== AIM OF THE TASK ==
Start with the first line of the data and end with the line that holds "against the final"; write out each one exactly.

*** PROVIDED DATA ***

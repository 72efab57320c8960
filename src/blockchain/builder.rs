//! Transaction assembly.
//!
//! # Responsibilities
//! - Wrap ERC-20 calldata in a transaction envelope addressed to the token contract
//! - Produce the EIP-155 signing preimage
//!
//! Assembly happens in two steps because the gas estimate has to be taken
//! against the final calldata: [`TxBuilder::draft`] yields a
//! [`TransferDraft`] whose call is estimated, then [`TxBuilder::finalize`]
//! fixes the gas limit. Both steps are pure.

use alloy::consensus::{SignableTransaction, TxLegacy};
use alloy::primitives::{Address, Bytes, TxKind, B256, U256};

use crate::blockchain::erc20;
use crate::blockchain::rpc::CallRequest;
use crate::blockchain::types::BuildError;

/// A fully specified transaction, ready for signing.
#[derive(Debug, Clone, PartialEq, Eq)]
pub struct UnsignedTransaction {
    pub sender: Address,
    /// The token contract for ERC-20 transfers, the counterparty otherwise.
    pub recipient: Address,
    pub nonce: u64,
    pub gas_price: U256,
    pub gas_limit: U256,
    pub payload: Bytes,
    pub value: U256,
    pub chain_id: u64,
}

impl UnsignedTransaction {
    /// Check the call-kind invariant and the encoding widths.
    pub fn validate(&self) -> Result<(), BuildError> {
        if !self.payload.is_empty() && !self.value.is_zero() {
            return Err(BuildError::AmbiguousCallKind);
        }
        self.to_legacy().map(|_| ())
    }

    /// The ledger-native (legacy, EIP-155) representation.
    pub fn to_legacy(&self) -> Result<TxLegacy, BuildError> {
        let gas_price = u128::try_from(self.gas_price).map_err(|_| BuildError::FieldOverflow {
            field: "gas_price",
            bits: 128,
        })?;
        let gas_limit = u64::try_from(self.gas_limit).map_err(|_| BuildError::FieldOverflow {
            field: "gas_limit",
            bits: 64,
        })?;

        Ok(TxLegacy {
            chain_id: Some(self.chain_id),
            nonce: self.nonce,
            gas_price,
            gas_limit,
            to: TxKind::Call(self.recipient),
            value: self.value,
            input: self.payload.clone(),
        })
    }

    /// RLP signing preimage: `rlp([nonce, gasPrice, gasLimit, to, value, data, chainId, 0, 0])`.
    pub fn encode(&self) -> Result<Bytes, BuildError> {
        let mut out = Vec::new();
        self.to_legacy()?.encode_for_signing(&mut out);
        Ok(out.into())
    }

    /// keccak-256 of [`encode`](Self::encode); the digest that gets signed.
    pub fn signature_hash(&self) -> Result<B256, BuildError> {
        Ok(self.to_legacy()?.signature_hash())
    }
}

/// A transfer whose gas limit is not yet known.
#[derive(Debug, Clone, PartialEq, Eq)]
pub struct TransferDraft {
    pub sender: Address,
    pub contract: Address,
    pub payload: Bytes,
    pub nonce: u64,
    pub gas_price: U256,
    pub chain_id: u64,
}

impl TransferDraft {
    /// The call to submit for gas estimation.
    pub fn call_request(&self) -> CallRequest {
        CallRequest {
            from: self.sender,
            to: self.contract,
            input: self.payload.clone(),
            value: U256::ZERO,
        }
    }
}

/// Assembles token-transfer transactions for one chain.
#[derive(Debug, Clone, Copy)]
pub struct TxBuilder {
    chain_id: u64,
}

impl TxBuilder {
    pub fn new(chain_id: u64) -> Self {
        Self { chain_id }
    }

    pub fn chain_id(&self) -> u64 {
        self.chain_id
    }

    /// Encode the `transfer(counterparty, amount)` call against `contract`.
    pub fn draft(
        &self,
        sender: Address,
        contract: Address,
        counterparty: Address,
        amount: U256,
        nonce: u64,
        gas_price: U256,
    ) -> TransferDraft {
        TransferDraft {
            sender,
            contract,
            payload: erc20::encode_transfer(counterparty, amount),
            nonce,
            gas_price,
            chain_id: self.chain_id,
        }
    }

    /// Fix the gas limit and validate the result.
    pub fn finalize(
        &self,
        draft: TransferDraft,
        gas_limit: U256,
    ) -> Result<UnsignedTransaction, BuildError> {
        let tx = UnsignedTransaction {
            sender: draft.sender,
            recipient: draft.contract,
            nonce: draft.nonce,
            gas_price: draft.gas_price,
            gas_limit,
            payload: draft.payload,
            value: U256::ZERO,
            chain_id: draft.chain_id,
        };
        tx.validate()?;

        tracing::debug!(
            nonce = tx.nonce,
            gas_price = %tx.gas_price,
            gas_limit = %tx.gas_limit,
            "Transaction assembled"
        );
        Ok(tx)
    }

    /// [`draft`](Self::draft) followed by [`finalize`](Self::finalize).
    #[allow(clippy::too_many_arguments)]
    pub fn build(
        &self,
        sender: Address,
        contract: Address,
        counterparty: Address,
        amount: U256,
        nonce: u64,
        gas_price: U256,
        gas_limit: U256,
    ) -> Result<UnsignedTransaction, BuildError> {
        let draft = self.draft(sender, contract, counterparty, amount, nonce, gas_price);
        self.finalize(draft, gas_limit)
    }
}

#[cfg(test)]
mod tests {
    use super::*;
    use alloy::primitives::{address, hex};

    const SENDER: Address = address!("f39Fd6e51aad88F6F4ce6aB8827279cffFb92266");
    const TOKEN: Address = address!("dAC17F958D2ee523a2206206994597C13D831ec7");
    const TO: Address = address!("27F44B7dE8aBC05db1b3de48017DA84Ebc635be9");

    fn sample() -> UnsignedTransaction {
        TxBuilder::new(1)
            .build(
                SENDER,
                TOKEN,
                TO,
                U256::from(1_000_000_000u64),
                5,
                U256::from(20),
                U256::from(60_000),
            )
            .unwrap()
    }

    #[test]
    fn test_build_is_deterministic() {
        let a = sample();
        let b = sample();
        assert_eq!(a, b);
        assert_eq!(a.encode().unwrap(), b.encode().unwrap());
        assert_eq!(a.signature_hash().unwrap(), b.signature_hash().unwrap());
    }

    #[test]
    fn test_transfer_envelope() {
        let tx = sample();
        assert_eq!(tx.recipient, TOKEN);
        assert!(tx.value.is_zero());
        assert_eq!(erc20::decode_transfer(&tx.payload), Some((TO, U256::from(1_000_000_000u64))));
    }

    #[test]
    fn test_draft_call_request_matches_final_payload() {
        let builder = TxBuilder::new(1);
        let draft = builder.draft(SENDER, TOKEN, TO, U256::from(7), 0, U256::from(1));
        let call = draft.call_request();
        let tx = builder.finalize(draft, U256::from(50_000)).unwrap();
        assert_eq!(call.input, tx.payload);
        assert_eq!(call.to, tx.recipient);
        assert_eq!(call.from, tx.sender);
    }

    #[test]
    fn test_eip155_preimage() {
        // The EIP-155 reference transaction.
        let tx = UnsignedTransaction {
            sender: Address::ZERO,
            recipient: address!("3535353535353535353535353535353535353535"),
            nonce: 9,
            gas_price: U256::from(20_000_000_000u64),
            gas_limit: U256::from(21_000),
            payload: Bytes::new(),
            value: U256::from(1_000_000_000_000_000_000u128),
            chain_id: 1,
        };
        assert_eq!(
            tx.encode().unwrap(),
            Bytes::from(hex!("ec098504a817c800825208943535353535353535353535353535353535353535880de0b6b3a764000080018080"))
        );
        assert_eq!(
            tx.signature_hash().unwrap(),
            B256::from(hex!("daf5a779ae972f972197303d7b574746c7ef83eadac0f2791ad23db92e4c8e53"))
        );
    }

    #[test]
    fn test_gas_overflow_rejected() {
        let err = TxBuilder::new(1)
            .build(SENDER, TOKEN, TO, U256::from(1), 0, U256::from(1), U256::MAX)
            .unwrap_err();
        assert_eq!(err, BuildError::FieldOverflow { field: "gas_limit", bits: 64 });
    }

    #[test]
    fn test_value_and_payload_rejected() {
        let mut tx = sample();
        tx.value = U256::from(1);
        assert_eq!(tx.validate(), Err(BuildError::AmbiguousCallKind));
    }
}
//! Raw transaction submission.

use alloy::primitives::TxHash;
use std::sync::Arc;

use crate::blockchain::rpc::RpcTransport;
use crate::blockchain::signer::SignedTransaction;
use crate::blockchain::types::{RpcError, TransferError, TransferResult};

/// Submits signed transactions to the node.
///
/// Resubmitting identical raw bytes is harmless and yields the same hash: a
/// node that already holds the transaction answers "already known", which
/// is reported as success.
#[derive(Clone)]
pub struct Broadcaster {
    transport: Arc<dyn RpcTransport>,
}

impl Broadcaster {
    pub fn new(transport: Arc<dyn RpcTransport>) -> Self {
        Self { transport }
    }

    /// Send `tx.raw` and return the transaction hash.
    pub async fn submit(&self, tx: &SignedTransaction) -> TransferResult<TxHash> {
        match self.transport.send_raw_transaction(tx.raw.clone()).await {
            Ok(hash) => {
                if hash != tx.hash {
                    tracing::warn!(
                        local_hash = %tx.hash,
                        node_hash = %hash,
                        "Node reported a different transaction hash"
                    );
                }
                tracing::info!(tx_hash = %hash, nonce = tx.unsigned.nonce, "Transaction broadcast");
                Ok(hash)
            }
            Err(e) if e.is_already_known() => {
                tracing::info!(tx_hash = %tx.hash, "Transaction already known to node");
                Ok(tx.hash)
            }
            Err(RpcError::Rejected { message, .. }) => {
                tracing::warn!(tx_hash = %tx.hash, reason = %message, "Broadcast rejected");
                Err(TransferError::BroadcastRejected { reason: message })
            }
            Err(e) => {
                tracing::error!(tx_hash = %tx.hash, error = %e, "Broadcast outcome unknown");
                Err(TransferError::BroadcastIndeterminate {
                    tx_hash: tx.hash,
                    reason: e.to_string(),
                })
            }
        }
    }
}

impl std::fmt::Debug for Broadcaster {
    fn fmt(&self, f: &mut std::fmt::Formatter<'_>) -> std::fmt::Result {
        f.debug_struct("Broadcaster").finish_non_exhaustive()
    }
}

*** End of PROVIDED DATA ***

== REPLY ==
repository 72efab57320c8960
filename src/blockchain/builder.rs
//! Transaction assembly.
//!
//! # Responsibilities
//! - Wrap ERC-20 calldata in a transaction envelope addressed to the token contract
//! - Produce the EIP-155 signing preimage
//!
//! Assembly happens in two steps because the gas estimate has to be taken
//! against the final calldata: [`TxBuilder::draft`] yields a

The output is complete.